Valuation has never mattered. The only thing that matters is who can afford to hold a position and the amount of leverage that is granted to the players.
Prop traders get 5 to 1 overnight. and as high as 100 to 1 for the day. With these types of ratios, valuation is simply not an issue.
It is all a show. I do not pay attention to any of it anymore. I know how this has to play out because the debits have to equal the credits no matter what.
Thanks for sharing. But now let's get real. If ECB accepts Greek Bonds as collateral, then of course they are accepting worthless IOU's. And if they do not then it simply means that the ECB knows that the BONDS are worthless anyway.
So in either case, it is all worthless paper.
That is all there is to it.
So now we go back to the accounting of how a Central Bank creates reserves.....and where are we?
The reserve is basically a plug in a T account where the Credit has to go since we DEBIT LEFT and CREDIT RIGHT,
So now the action.......it is called running the stops above 2051.25
There was a GLOBEX GAP DOWN that was still open from Sunday night.. Globex gap downs get filled. But are there still buyers above 2062? I guess we will find out. Now the gap is filled.
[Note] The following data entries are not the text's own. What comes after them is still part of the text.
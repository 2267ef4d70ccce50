//! 首次使用全局总线时自动注册默认处理器
//!
//! 独立的测试二进制：进程内没有其他测试触碰全局总线。

use logga::{get_diagnostics, get_logger, handlers};

#[test]
fn first_event_is_rendered_without_setup() {
    // 首次访问即完成种子注册，此前无任何 add_handler / reset
    assert_eq!(handlers().len(), 1);

    let before = get_diagnostics();
    get_logger("tests:auto-register").info("rendered by the seeded default handler");
    let after = get_diagnostics();

    assert_eq!(after.events_published, before.events_published + 1);
    assert_eq!(after.lines_rendered, before.lines_rendered + 1);
    assert_eq!(handlers().len(), 1);
}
When you see this action you know just how planned it all is.
As long as "they" do not get hit, then "they" will keep probing upper levels to see where supply hits them. It is all mechanical.
QQQ opened the year at 103.76. Let's see how much demand there is above that price.
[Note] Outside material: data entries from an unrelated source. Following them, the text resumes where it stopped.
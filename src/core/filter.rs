//! 处理器过滤包装
//!
//! [`FilterOptions`] 中所有已设置的条件以 AND 组合，按固定顺序求值并在第一个失败处短路：
//!
//! 1. `tags`：事件标签不在集合中则拒绝
//! 2. `max_level`：事件级别数值大于上限则拒绝
//! 3. `message_regex`：消息不匹配则拒绝（非锚定搜索）
//! 4. `func`：自定义谓词返回 `false` 则拒绝

use crate::core::bus::Handler;
use crate::core::event::LogData;
use crate::core::level::LogLevel;
use crate::error::Result;
use regex::Regex;
use std::fmt;
use std::sync::Arc;

type Predicate = Arc<dyn Fn(&LogData) -> bool + Send + Sync>;

/// 注册处理器时附加的过滤条件
#[derive(Clone, Default)]
pub struct FilterOptions {
    tags: Option<Vec<String>>,
    max_level: Option<LogLevel>,
    message_regex: Option<Regex>,
    func: Option<Predicate>,
}

impl fmt::Debug for FilterOptions {
    fn fmt(&self, f: &mut fmt::Formatter<'_>) -> fmt::Result {
        f.debug_struct("FilterOptions")
            .field("tags", &self.tags)
            .field("max_level", &self.max_level)
            .field("message_regex", &self.message_regex.as_ref().map(Regex::as_str))
            .field("func", &self.func.is_some())
            .finish()
    }
}

impl FilterOptions {
    pub fn new() -> Self {
        Self::default()
    }

    /// 只接受这些标签
    pub fn tags<I, S>(mut self, tags: I) -> Self
    where
        I: IntoIterator<Item = S>,
        S: Into<String>,
    {
        self.tags = Some(tags.into_iter().map(Into::into).collect());
        self
    }

    /// 只接受不比 `level` 更轻微的事件
    pub fn max_level(mut self, level: LogLevel) -> Self {
        self.max_level = Some(level);
        self
    }

    /// 只接受消息匹配 `regex` 的事件
    pub fn message_regex(mut self, regex: Regex) -> Self {
        self.message_regex = Some(regex);
        self
    }

    /// 编译 `pattern` 并作为消息过滤条件
    pub fn message_pattern(self, pattern: &str) -> Result<Self> {
        Ok(self.message_regex(Regex::new(pattern)?))
    }

    /// 自定义谓词
    pub fn func<F>(mut self, func: F) -> Self
    where
        F: Fn(&LogData) -> bool + Send + Sync + 'static,
    {
        self.func = Some(Arc::new(func));
        self
    }

    /// 是否没有设置任何条件
    pub fn is_empty(&self) -> bool {
        self.tags.is_none()
            && self.max_level.is_none()
            && self.message_regex.is_none()
            && self.func.is_none()
    }

    /// 事件是否通过全部条件
    pub fn accepts(&self, data: &LogData) -> bool {
        if let Some(tags) = &self.tags {
            if !tags.iter().any(|t| *t == data.tag) {
                return false;
            }
        }
        if let Some(max_level) = self.max_level {
            if data.level > max_level {
                return false;
            }
        }
        if let Some(regex) = &self.message_regex {
            if !regex.is_match(&data.message) {
                return false;
            }
        }
        if let Some(func) = &self.func {
            if !func(data) {
                return false;
            }
        }
        true
    }

    /// 用过滤条件包装 `handler`
    ///
    /// 条件为空时原样返回 `handler`，否则返回新的包装处理器。
    pub fn wrap(self, handler: Handler) -> Handler {
        if self.is_empty() {
            return handler;
        }
        Handler::new(move |data: &LogData| {
            if self.accepts(data) {
                handler.call(data);
            }
        })
    }
}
it's really simple selloffin321. 2041 is now the level to get back above and stay above. Had to wait for the break of that line, we got te pivot at 2040.75 and then load the boat short for the move near 2019. Can not get any better than that set up that we had today. These setups are always the same. No matter what why would anyone get long today above 2040 is beyond me. Danger up there.
I kind of thought that the entire point of the creation of the Euro was to buy more time for the dollar anyway. So now if the Euro is gone everyone should run to dollars to get out of euros which then allows the Fed to do more damage. Is this logic incorrect?
That absolutely does not matter. What matters is the 5 day high which is 103.18. The 2 day high is 102.58.
Now all that being said......the line in the sand for the panic move up was getting back above 100.92.
It took awhile but I did see the shift and I knew that the shorts were going to get hurt badly. Now here is the question. If you really are a dip buyer did you pick any up once it was proven that sellers under 100.09 were wrong?
That was the play.
What is the tipping point hyper for a debt to gdp ratio that triggers a collapse? Is there an official number? I think it's something like 50 % or so........and then it simply just sets up for a massive implosion. I see this entire index run as nothing more than the last big fart before the #$%$ simply pours out all over the place.
So clearly 115 % has to be even worse.
I hope you sold above 101.36. 100.09 is the middle of the longer term channel and that was tested.
Smart money sold to dumb money above 101.36. That is the bottom line. Really really dumb impulsive money is long above 104.82. Those people are not likely to get out.